//! OAuth 2.0 / OpenID Connect core types and data structures.
//!
//! Defines enums, structs, and helpers for clients, users, grants, tokens,
//! consents, and wire requests/responses.

use base64::prelude::*;
use chrono::{DateTime, Utc};
use serde::{Deserialize, Serialize};
use std::collections::HashSet;
use uuid::Uuid;

/// OAuth 2.0 Grant Types
#[derive(Debug, Clone, PartialEq, Eq, Serialize, Deserialize)]
#[serde(rename_all = "snake_case")]
pub enum GrantType {
    AuthorizationCode,
    ClientCredentials,
    RefreshToken,
}

/// OAuth 2.0 Response Types
#[derive(Debug, Clone, PartialEq, Eq, Serialize, Deserialize)]
#[serde(rename_all = "snake_case")]
pub enum ResponseType {
    Code,
}

/// OAuth 2.0 Token Types
#[derive(Debug, Clone, PartialEq, Eq, Serialize, Deserialize)]
pub enum TokenType {
    #[serde(rename = "Bearer")]
    Bearer,
}

/// OAuth Client Registration
///
/// Owned by the client registry; immutable for the duration of a request.
#[derive(Debug, Clone, Serialize, Deserialize)]
pub struct OAuthClient {
    /// Unique client identifier
    pub client_id: String,
    /// Client secret (opaque, compared in constant time)
    pub client_secret: Option<String>,
    /// Client display name
    pub client_name: Option<String>,
    /// Registered redirect URIs (matched exactly, no normalization)
    pub redirect_uris: Vec<String>,
    /// Grant types allowed for this client
    pub grant_types: Vec<GrantType>,
    /// Response types allowed for this client
    pub response_types: Vec<ResponseType>,
    /// Scopes that can be requested by this client
    pub scope: Option<String>,
    /// Whether the client is active
    pub active: bool,
    /// Registration timestamp
    pub created_at: DateTime<Utc>,
    /// Last updated timestamp
    pub updated_at: DateTime<Utc>,
}

impl OAuthClient {
    /// Whether the client may use the given grant type
    pub fn supports_grant(&self, grant_type: &GrantType) -> bool {
        self.grant_types.contains(grant_type)
    }
}

/// End user as seen by the protocol engine
///
/// User management is an external collaborator; the engine only reads these
/// fields when projecting claims.
#[derive(Debug, Clone, Serialize, Deserialize)]
pub struct User {
    /// Stable subject identifier exposed to relying parties
    pub user_id: String,
    pub name: Option<String>,
    pub given_name: Option<String>,
    pub family_name: Option<String>,
    pub picture: Option<String>,
    pub email: Option<String>,
    pub email_verified: bool,
    pub created_at: DateTime<Utc>,
}

/// OAuth Authorization Code
///
/// Redeemable at most once: the unused-to-used transition is atomic at the
/// storage layer, and a second redemption of the same code must fail.
#[derive(Debug, Clone, Serialize, Deserialize)]
pub struct AuthorizationCode {
    /// The authorization code
    pub code: String,
    /// Client ID that requested this code
    pub client_id: String,
    /// User ID that authorized this code
    pub user_id: String,
    /// Redirect URI used in the authorization request
    pub redirect_uri: String,
    /// Requested scope
    pub scope: Option<String>,
    /// Nonce passed through to the ID token
    pub nonce: Option<String>,
    /// Code challenge for PKCE
    pub code_challenge: Option<String>,
    /// Code challenge method for PKCE
    pub code_challenge_method: Option<String>,
    /// Creation timestamp
    pub created_at: DateTime<Utc>,
    /// Expiration timestamp
    pub expires_at: DateTime<Utc>,
    /// Whether this code has been redeemed
    pub used: bool,
    /// When this code was redeemed
    pub used_at: Option<DateTime<Utc>>,
}

impl AuthorizationCode {
    pub fn is_expired(&self, now: DateTime<Utc>) -> bool {
        self.expires_at <= now
    }
}

/// OAuth Access Token
///
/// Opaque random string with server-side expiry bookkeeping; immutable after
/// creation and read until expiry.
#[derive(Debug, Clone, Serialize, Deserialize)]
pub struct AccessToken {
    /// The access token
    pub token: String,
    /// Client ID
    pub client_id: String,
    /// User ID (absent for client credentials)
    pub user_id: Option<String>,
    /// Granted scope
    pub scope: Option<String>,
    /// Creation timestamp
    pub created_at: DateTime<Utc>,
    /// Expiration timestamp
    pub expires_at: DateTime<Utc>,
}

impl AccessToken {
    pub fn is_expired(&self, now: DateTime<Utc>) -> bool {
        self.expires_at <= now
    }
}

/// OAuth Refresh Token
#[derive(Debug, Clone, Serialize, Deserialize)]
pub struct RefreshToken {
    /// The refresh token
    pub token: String,
    /// Access token issued alongside this refresh token
    pub access_token: Option<String>,
    /// Client ID
    pub client_id: String,
    /// User ID
    pub user_id: String,
    /// Granted scope
    pub scope: Option<String>,
    /// Creation timestamp
    pub created_at: DateTime<Utc>,
    /// Expiration timestamp
    pub expires_at: DateTime<Utc>,
    /// Whether this token has been revoked
    pub revoked: bool,
    /// When this token was revoked
    pub revoked_at: Option<DateTime<Utc>>,
}

/// Durable per-(user, client) consent record
///
/// At most one live record exists per pair; re-approval replaces the scope
/// set and clears the expiry instead of duplicating.
#[derive(Debug, Clone, Serialize, Deserialize)]
pub struct UserConsent {
    pub user_id: String,
    pub client_id: String,
    /// Granted scope set, space-delimited
    pub scope: String,
    pub created_at: DateTime<Utc>,
    pub updated_at: DateTime<Utc>,
    /// Optional expiry; `None` means indefinite
    pub expires_at: Option<DateTime<Utc>>,
}

impl UserConsent {
    /// True iff every requested scope is present in the granted set
    pub fn covers_scopes(&self, requested: &HashSet<String>) -> bool {
        let granted = parse_scope(&self.scope);
        requested.is_subset(&granted)
    }
}

/// Browser session established by the external login system
#[derive(Debug, Clone, Serialize, Deserialize)]
pub struct UserSession {
    pub session_id: String,
    pub user_id: String,
    pub created_at: DateTime<Utc>,
}

/// OAuth Authorization Request, as persisted while awaiting the consent
/// decision
#[derive(Debug, Clone, Serialize, Deserialize)]
pub struct AuthorizationRequest {
    pub client_id: String,
    pub redirect_uri: String,
    pub scope: String,
    pub state: Option<String>,
    pub nonce: Option<String>,
    pub code_challenge: Option<String>,
    pub code_challenge_method: Option<String>,
}

/// Query parameters for the authorization endpoint
///
/// All fields optional so presence can be validated in a fixed order.
#[derive(Deserialize, Default)]
#[cfg_attr(any(debug_assertions, test), derive(Debug))]
pub struct AuthorizeQuery {
    pub client_id: Option<String>,
    pub redirect_uri: Option<String>,
    pub response_type: Option<String>,
    pub scope: Option<String>,
    pub state: Option<String>,
    pub nonce: Option<String>,
    pub code_challenge: Option<String>,
    pub code_challenge_method: Option<String>,
}

/// Form data for the token endpoint
#[derive(Debug, Deserialize, Default)]
pub struct TokenForm {
    pub grant_type: Option<String>,
    pub code: Option<String>,
    pub redirect_uri: Option<String>,
    pub code_verifier: Option<String>,
    pub client_id: Option<String>,
    pub client_secret: Option<String>,
    pub scope: Option<String>,
}

/// Token Response
#[derive(Debug, Serialize)]
pub struct TokenResponse {
    /// Access token
    pub access_token: String,
    /// Token type
    pub token_type: TokenType,
    /// Expires in seconds
    pub expires_in: u64,
    /// Signed ID token (authorization_code grant only)
    #[serde(skip_serializing_if = "Option::is_none")]
    pub id_token: Option<String>,
    /// Refresh token (only when the client supports the refresh_token grant)
    #[serde(skip_serializing_if = "Option::is_none")]
    pub refresh_token: Option<String>,
    /// Granted scope
    #[serde(skip_serializing_if = "Option::is_none")]
    pub scope: Option<String>,
}

impl TokenResponse {
    pub fn new(access_token: String, expires_in: u64, scope: Option<String>) -> Self {
        Self {
            access_token,
            token_type: TokenType::Bearer,
            expires_in,
            id_token: None,
            refresh_token: None,
            scope,
        }
    }

    pub fn with_id_token(mut self, id_token: String) -> Self {
        self.id_token = Some(id_token);
        self
    }

    pub fn with_refresh_token(mut self, refresh_token: String) -> Self {
        self.refresh_token = Some(refresh_token);
        self
    }
}

/// Standard OpenID Connect scopes
pub const STANDARD_SCOPES: &[&str] = &["openid", "profile", "email"];

/// Generate a secure random token
pub fn generate_token() -> String {
    use rand::Rng;
    let mut rng = rand::thread_rng();
    let bytes: [u8; 32] = rng.r#gen();
    BASE64_URL_SAFE_NO_PAD.encode(bytes)
}

/// Generate a session identifier
pub fn generate_session_id() -> String {
    Uuid::new_v4().to_string()
}

/// Parse a whitespace-delimited scope string into a set
pub fn parse_scope(scope: &str) -> HashSet<String> {
    scope.split_whitespace().map(|s| s.to_string()).collect()
}

/// Join scopes into a space-separated string
pub fn join_scopes(scopes: &HashSet<String>) -> String {
    let mut scopes: Vec<_> = scopes.iter().collect();
    scopes.sort();
    scopes.into_iter().cloned().collect::<Vec<_>>().join(" ")
}

#[cfg(test)]
mod tests {
    use super::*;

    #[test]
    fn test_generate_token_uniqueness() {
        let a = generate_token();
        let b = generate_token();
        assert_ne!(a, b);
        assert!(!a.contains('='));
        assert!(!a.contains('+'));
        assert!(!a.contains('/'));
    }

    #[test]
    fn test_parse_scope_whitespace_delimited() {
        let scopes = parse_scope("openid  profile\temail");
        assert_eq!(scopes.len(), 3);
        assert!(scopes.contains("openid"));
        assert!(scopes.contains("profile"));
        assert!(scopes.contains("email"));
    }

    #[test]
    fn test_consent_covers_scopes_is_subset_test() {
        let consent = UserConsent {
            user_id: "u1".to_string(),
            client_id: "c1".to_string(),
            scope: "openid profile".to_string(),
            created_at: Utc::now(),
            updated_at: Utc::now(),
            expires_at: None,
        };

        assert!(consent.covers_scopes(&parse_scope("openid")));
        assert!(consent.covers_scopes(&parse_scope("profile openid")));
        assert!(!consent.covers_scopes(&parse_scope("openid profile email")));
    }

    #[test]
    fn test_token_response_serialization_omits_absent_fields() {
        let response = TokenResponse::new("tok".to_string(), 3600, None);
        let value = serde_json::to_value(&response).unwrap();
        assert_eq!(value["token_type"], "Bearer");
        assert_eq!(value["expires_in"], 3600);
        assert!(value.get("refresh_token").is_none());
        assert!(value.get("id_token").is_none());
    }
}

Task.
Please retype the top of the data exactly, down to and including the line that holds "pub fn supports_grant(&self, grant_type: &GrantType)", and nothing further.

Exercise result.
//! OAuth 2.0 / OpenID Connect core types and data structures.
//!
//! Defines enums, structs, and helpers for clients, users, grants, tokens,
//! consents, and wire requests/responses.

use base64::prelude::*;
use chrono::{DateTime, Utc};
use serde::{Deserialize, Serialize};
use std::collections::HashSet;
use uuid::Uuid;

/// OAuth 2.0 Grant Types
#[derive(Debug, Clone, PartialEq, Eq, Serialize, Deserialize)]
#[serde(rename_all = "snake_case")]
pub enum GrantType {
    AuthorizationCode,
    ClientCredentials,
    RefreshToken,
}

/// OAuth 2.0 Response Types
#[derive(Debug, Clone, PartialEq, Eq, Serialize, Deserialize)]
#[serde(rename_all = "snake_case")]
pub enum ResponseType {
    Code,
}

/// OAuth 2.0 Token Types
#[derive(Debug, Clone, PartialEq, Eq, Serialize, Deserialize)]
pub enum TokenType {
    #[serde(rename = "Bearer")]
    Bearer,
}

/// OAuth Client Registration
///
/// Owned by the client registry; immutable for the duration of a request.
#[derive(Debug, Clone, Serialize, Deserialize)]
pub struct OAuthClient {
    /// Unique client identifier
    pub client_id: String,
    /// Client secret (opaque, compared in constant time)
    pub client_secret: Option<String>,
    /// Client display name
    pub client_name: Option<String>,
    /// Registered redirect URIs (matched exactly, no normalization)
    pub redirect_uris: Vec<String>,
    /// Grant types allowed for this client
    pub grant_types: Vec<GrantType>,
    /// Response types allowed for this client
    pub response_types: Vec<ResponseType>,
    /// Scopes that can be requested by this client
    pub scope: Option<String>,
    /// Whether the client is active
    pub active: bool,
    /// Registration timestamp
    pub created_at: DateTime<Utc>,
    /// Last updated timestamp
    pub updated_at: DateTime<Utc>,
}

impl OAuthClient {
    /// Whether the client may use the given grant type
    pub fn supports_grant(&self, grant_type: &GrantType) -> bool {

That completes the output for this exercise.